:: Data for the task ::

//! Document feature extraction.
//!
//! A thin specialization of the classification flow: the same
//! extract, prompt and decode steps, with a richer response schema
//! describing document statistics, entities, sentiment and structure.

use serde::{Deserialize, Serialize};
use std::path::Path;
use tracing::{debug, warn};

use crate::error::{SuperclassError, SuperclassResult};
use crate::pipeline::{ClassificationPipeline, ExtractResult};
use crate::response::decode_json;
use crate::traits::{Classifier, Prompt};
use crate::types::{ClassificationOptions, ModelConfig, ModelParameters, Provider};

/// Features the backend reports for a document.
#[derive(Debug, Clone, Default, PartialEq, Serialize, Deserialize)]
#[serde(default)]
pub struct DocumentFeatures {
    pub word_count: u64,
    pub char_count: u64,
    pub sentence_count: u64,
    #[serde(rename = "avg_word_length")]
    pub average_word_length: f64,
    pub unique_word_count: u64,
    pub paragraph_count: u64,

    pub top_keywords: Vec<String>,
    pub named_entities: Vec<NamedEntity>,
    /// From -1.0 (negative) to 1.0 (positive).
    pub sentiment_score: f64,
    pub language_metrics: LanguageMetrics,
    pub content_structure: ContentStructure,
}

/// Entity detected in the text.
#[derive(Debug, Clone, Default, PartialEq, Eq, Serialize, Deserialize)]
#[serde(default)]
pub struct NamedEntity {
    pub text: String,
    /// PERSON, ORGANIZATION, LOCATION, etc.
    pub label: String,
}

#[derive(Debug, Clone, Default, PartialEq, Serialize, Deserialize)]
#[serde(default)]
pub struct LanguageMetrics {
    pub readability_score: f64,
    pub technicality_score: f64,
    pub formality_score: f64,
    pub vocabulary_richness: f64,
}

#[derive(Debug, Clone, Default, PartialEq, Eq, Serialize, Deserialize)]
#[serde(default)]
pub struct ContentStructure {
    pub heading_count: u64,
    pub list_count: u64,
    pub table_count: u64,
    pub code_block_count: u64,
    pub image_count: u64,
    pub heading_hierarchy: Vec<String>,
}

/// Classification plus features for one document.
///
/// Feature extraction runs after classification; if it fails the
/// classification is still reported and `features_error` says why.
#[derive(Debug, Clone, Serialize, Deserialize)]
pub struct FeatureReport {
    #[serde(flatten)]
    pub result: ExtractResult,
    #[serde(skip_serializing_if = "Option::is_none")]
    pub features: Option<DocumentFeatures>,
    #[serde(skip_serializing_if = "Option::is_none")]
    pub features_error: Option<String>,
}

const FEATURE_SCHEMA: &str = r#"{
  "word_count": int,
  "char_count": int,
  "sentence_count": int,
  "avg_word_length": float,
  "unique_word_count": int,
  "paragraph_count": int,
  "top_keywords": [string],
  "named_entities": [{"text": string, "label": string}],
  "sentiment_score": float,
  "language_metrics": {
    "readability_score": float,
    "technicality_score": float,
    "formality_score": float,
    "vocabulary_richness": float
  },
  "content_structure": {
    "heading_count": int,
    "list_count": int,
    "table_count": int,
    "code_block_count": int,
    "image_count": int,
    "heading_hierarchy": [string]
  }
}"#;

/// Feature-analysis instruction tuned for each provider.
///
/// Custom backends get the OpenAI wording.
pub fn feature_instructions(provider: Provider) -> String {
    match provider {
        Provider::Anthropic => format!(
            "You are Claude, a document analysis expert. Your task is to analyze the provided text \
             and return a JSON object containing detailed features. The response must be ONLY the \
             JSON object, no other text.\n\n\
             Required JSON structure:\n{}\n\n\
             Analyze for:\n\
             1. Basic text statistics (counts, lengths)\n\
             2. Key topics and themes (keywords)\n\
             3. Named entities (people, organizations, locations)\n\
             4. Document structure (headings, lists, code blocks)\n\
             5. Language complexity and style metrics\n\
             6. Technical content indicators\n\
             7. Formality assessment\n\
             8. Sentiment (score from -1.0 to 1.0)\n\n\
             Text to analyze:",
            FEATURE_SCHEMA
        ),
        Provider::Azure => format!(
            "You are an AI language model specializing in document analysis. Extract features from \
             the provided text and return them in a specific JSON format. Return ONLY the JSON \
             object, no other text.\n\n\
             Required JSON structure:\n{}\n\n\
             Analysis criteria:\n\
             1. Text statistics (word, character, sentence counts)\n\
             2. Keywords and themes\n\
             3. Named entity recognition\n\
             4. Document structure analysis\n\
             5. Language complexity metrics\n\
             6. Technical content assessment\n\
             7. Formality level\n\
             8. Sentiment analysis (-1.0 to 1.0)\n\n\
             Text to analyze:",
            FEATURE_SCHEMA
        ),
        Provider::OpenAI | Provider::Custom => format!(
            "You are a document analysis expert. Analyze the following text and extract key \
             features. Return ONLY a JSON object with this exact structure:\n{}\n\n\
             Consider:\n\
             1. Basic text statistics\n\
             2. Key topics and themes\n\
             3. Named entities (people, organizations, locations)\n\
             4. Document structure and formatting\n\
             5. Language complexity and style\n\
             6. Technical vs non-technical content\n\
             7. Formal vs informal language\n\
             8. Sentiment analysis (score from -1.0 to 1.0)\n\n\
             Text to analyze:",
            FEATURE_SCHEMA
        ),
    }
}

/// Prompt asking `provider` to analyze `text`.
pub fn feature_prompt(provider: Provider, text: &str) -> Prompt {
    Prompt::user(format!("{}\n\n{}", feature_instructions(provider), text))
}

/// Recommended config for feature extraction: low temperature, 2000 output tokens.
pub fn default_feature_config(provider: Provider) -> ModelConfig {
    let model = match provider {
        Provider::Anthropic => "claude-3-opus-20240229",
        Provider::Azure => "gpt-4",
        Provider::OpenAI | Provider::Custom => "gpt-4-turbo-preview",
    };

    ModelConfig::new(model).with_parameters(ModelParameters {
        temperature: Some(0.1),
        max_tokens: Some(2000),
        ..Default::default()
    })
}

/// Ask an already constructed backend for the features of `text`.
pub async fn analyze_features(
    classifier: &dyn Classifier,
    text: &str,
) -> SuperclassResult<DocumentFeatures> {
    let prompt = feature_prompt(classifier.provider(), text);
    let raw = classifier.complete(&prompt).await?;
    let features: DocumentFeatures = decode_json(&raw, "feature")?;

    debug!(
        word_count = features.word_count,
        sentence_count = features.sentence_count,
        entity_count = features.named_entities.len(),
        "Feature extraction completed"
    );
    Ok(features)
}

impl ClassificationPipeline {
    /// Extract document features from `text` with a backend for `provider`.
    pub async fn extract_features(
        &self,
        text: &str,
        provider: Provider,
        config: &ModelConfig,
    ) -> SuperclassResult<DocumentFeatures> {
        debug!(
            provider = %provider,
            model = %config.model,
            content_length = text.len(),
            "Starting model-based feature extraction"
        );

        let classifier = self
            .backend(provider, config)
            .map_err(SuperclassError::classification_failed)?;
        analyze_features(classifier.as_ref(), text)
            .await
            .map_err(SuperclassError::classification_failed)
    }

    /// Extract text from `path`, classify it, then extract its features.
    ///
    /// Extraction or classification failures are returned as errors. A
    /// feature failure after a successful classification is reported in
    /// [`FeatureReport::features_error`].
    pub async fn extract_features_and_classify(
        &self,
        path: &Path,
        provider: Provider,
        config: &ModelConfig,
        options: &ClassificationOptions,
    ) -> SuperclassResult<FeatureReport> {
        let result = self
            .extract_and_classify_with_options(path, provider, config, options)
            .await?;

        match self.extract_features(&result.text, provider, config).await {
            Ok(features) => Ok(FeatureReport {
                result,
                features: Some(features),
                features_error: None,
            }),
            Err(e) => {
                warn!(
                    path = %path.display(),
                    error = %e,
                    "Feature extraction failed after classification"
                );
                Ok(FeatureReport {
                    result,
                    features: None,
                    features_error: Some(e.to_string()),
                })
            }
        }
    }
}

:::

## Task goal:
Write the listing out again, word for word.

## Task result:
//! Document feature extraction.
//!
//! A thin specialization of the classification flow: the same
//! extract, prompt and decode steps, with a richer response schema
//! describing document statistics, entities, sentiment and structure.

use serde::{Deserialize, Serialize};
use std::path::Path;
use tracing::{debug, warn};

use crate::error::{SuperclassError, SuperclassResult};
use crate::pipeline::{ClassificationPipeline, ExtractResult};
use crate::response::decode_json;
use crate::traits::{Classifier, Prompt};
use crate::types::{ClassificationOptions, ModelConfig, ModelParameters, Provider};

/// Features the backend reports for a document.
#[derive(Debug, Clone, Default, PartialEq, Serialize, Deserialize)]
#[serde(default)]
pub struct DocumentFeatures {
    pub word_count: u64,
    pub char_count: u64,
    pub sentence_count: u64,
    #[serde(rename = "avg_word_length")]
    pub average_word_length: f64,
    pub unique_word_count: u64,
    pub paragraph_count: u64,

    pub top_keywords: Vec<String>,
    pub named_entities: Vec<NamedEntity>,
    /// From -1.0 (negative) to 1.0 (positive).
    pub sentiment_score: f64,
    pub language_metrics: LanguageMetrics,
    pub content_structure: ContentStructure,
}

/// Entity detected in the text.
#[derive(Debug, Clone, Default, PartialEq, Eq, Serialize, Deserialize)]
#[serde(default)]
pub struct NamedEntity {
    pub text: String,
    /// PERSON, ORGANIZATION, LOCATION, etc.
    pub label: String,
}

#[derive(Debug, Clone, Default, PartialEq, Serialize, Deserialize)]
#[serde(default)]
pub struct LanguageMetrics {
    pub readability_score: f64,
    pub technicality_score: f64,
    pub formality_score: f64,
    pub vocabulary_richness: f64,
}

#[derive(Debug, Clone, Default, PartialEq, Eq, Serialize, Deserialize)]
#[serde(default)]
pub struct ContentStructure {
    pub heading_count: u64,
    pub list_count: u64,
    pub table_count: u64,
    pub code_block_count: u64,
    pub image_count: u64,
    pub heading_hierarchy: Vec<String>,
}

/// Classification plus features for one document.
///
/// Feature extraction runs after classification; if it fails the
/// classification is still reported and `features_error` says why.
#[derive(Debug, Clone, Serialize, Deserialize)]
pub struct FeatureReport {
    #[serde(flatten)]
    pub result: ExtractResult,
    #[serde(skip_serializing_if = "Option::is_none")]
    pub features: Option<DocumentFeatures>,
    #[serde(skip_serializing_if = "Option::is_none")]
    pub features_error: Option<String>,
}

const FEATURE_SCHEMA: &str = r#"{
  "word_count": int,
  "char_count": int,
  "sentence_count": int,
  "avg_word_length": float,
  "unique_word_count": int,
  "paragraph_count": int,
  "top_keywords": [string],
  "named_entities": [{"text": string, "label": string}],
  "sentiment_score": float,
  "language_metrics": {
    "readability_score": float,
    "technicality_score": float,
    "formality_score": float,
    "vocabulary_richness": float
  },
  "content_structure": {
    "heading_count": int,
    "list_count": int,
    "table_count": int,
    "code_block_count": int,
    "image_count": int,
    "heading_hierarchy": [string]
  }
}"#;

/// Feature-analysis instruction tuned for each provider.
///
/// Custom backends get the OpenAI wording.
pub fn feature_instructions(provider: Provider) -> String {
    match provider {
        Provider::Anthropic => format!(
            "You are Claude, a document analysis expert. Your task is to analyze the provided text \
             and return a JSON object containing detailed features. The response must be ONLY the \
             JSON object, no other text.\n\n\
             Required JSON structure:\n{}\n\n\
             Analyze for:\n\
             1. Basic text statistics (counts, lengths)\n\
             2. Key topics and themes (keywords)\n\
             3. Named entities (people, organizations, locations)\n\
             4. Document structure (headings, lists, code blocks)\n\
             5. Language complexity and style metrics\n\
             6. Technical content indicators\n\
             7. Formality assessment\n\
             8. Sentiment (score from -1.0 to 1.0)\n\n\
             Text to analyze:",
            FEATURE_SCHEMA
        ),
        Provider::Azure => format!(
            "You are an AI language model specializing in document analysis. Extract features from \
             the provided text and return them in a specific JSON format. Return ONLY the JSON \
             object, no other text.\n\n\
             Required JSON structure:\n{}\n\n\
             Analysis criteria:\n\
             1. Text statistics (word, character, sentence counts)\n\
             2. Keywords and themes\n\
             3. Named entity recognition\n\
             4. Document structure analysis\n\
             5. Language complexity metrics\n\
             6. Technical content assessment\n\
             7. Formality level\n\
             8. Sentiment analysis (-1.0 to 1.0)\n\n\
             Text to analyze:",
            FEATURE_SCHEMA
        ),
        Provider::OpenAI | Provider::Custom => format!(
            "You are a document analysis expert. Analyze the following text and extract key \
             features. Return ONLY a JSON object with this exact structure:\n{}\n\n\
             Consider:\n\
             1. Basic text statistics\n\
             2. Key topics and themes\n\
             3. Named entities (people, organizations, locations)\n\
             4. Document structure and formatting\n\
             5. Language complexity and style\n\
             6. Technical vs non-technical content\n\
             7. Formal vs informal language\n\
             8. Sentiment analysis (score from -1.0 to 1.0)\n\n\
             Text to analyze:",
            FEATURE_SCHEMA
        ),
    }
}

/// Prompt asking `provider` to analyze `text`.
pub fn feature_prompt(provider: Provider, text: &str) -> Prompt {
    Prompt::user(format!("{}\n\n{}", feature_instructions(provider), text))
}

/// Recommended config for feature extraction: low temperature, 2000 output tokens.
pub fn default_feature_config(provider: Provider) -> ModelConfig {
    let model = match provider {
        Provider::Anthropic => "claude-3-opus-20240229",
        Provider::Azure => "gpt-4",
        Provider::OpenAI | Provider::Custom => "gpt-4-turbo-preview",
    };

    ModelConfig::new(model).with_parameters(ModelParameters {
        temperature: Some(0.1),
        max_tokens: Some(2000),
        ..Default::default()
    })
}

/// Ask an already constructed backend for the features of `text`.
pub async fn analyze_features(
    classifier: &dyn Classifier,
    text: &str,
) -> SuperclassResult<DocumentFeatures> {
    let prompt = feature_prompt(classifier.provider(), text);
    let raw = classifier.complete(&prompt).await?;
    let features: DocumentFeatures = decode_json(&raw, "feature")?;

    debug!(
        word_count = features.word_count,
        sentence_count = features.sentence_count,
        entity_count = features.named_entities.len(),
        "Feature extraction completed"
    );
    Ok(features)
}

impl ClassificationPipeline {
    /// Extract document features from `text` with a backend for `provider`.
    pub async fn extract_features(
        &self,
        text: &str,
        provider: Provider,
        config: &ModelConfig,
    ) -> SuperclassResult<DocumentFeatures> {
        debug!(
            provider = %provider,
            model = %config.model,
            content_length = text.len(),
            "Starting model-based feature extraction"
        );

        let classifier = self
            .backend(provider, config)
            .map_err(SuperclassError::classification_failed)?;
        analyze_features(classifier.as_ref(), text)
            .await
            .map_err(SuperclassError::classification_failed)
    }

    /// Extract text from `path`, classify it, then extract its features.
    ///
    /// Extraction or classification failures are returned as errors. A
    /// feature failure after a successful classification is reported in
    /// [`FeatureReport::features_error`].
    pub async fn extract_features_and_classify(
        &self,
        path: &Path,
        provider: Provider,
        config: &ModelConfig,
        options: &ClassificationOptions,
    ) -> SuperclassResult<FeatureReport> {
        let result = self
            .extract_and_classify_with_options(path, provider, config, options)
            .await?;

        match self.extract_features(&result.text, provider, config).await {
            Ok(features) => Ok(FeatureReport {
                result,
                features: Some(features),
                features_error: None,
            }),
            Err(e) => {
                warn!(
                    path = %path.display(),
                    error = %e,
                    "Feature extraction failed after classification"
                );
                Ok(FeatureReport {
                    result,
                    features: None,
                    features_error: Some(e.to_string()),
                })
            }
        }
    }
}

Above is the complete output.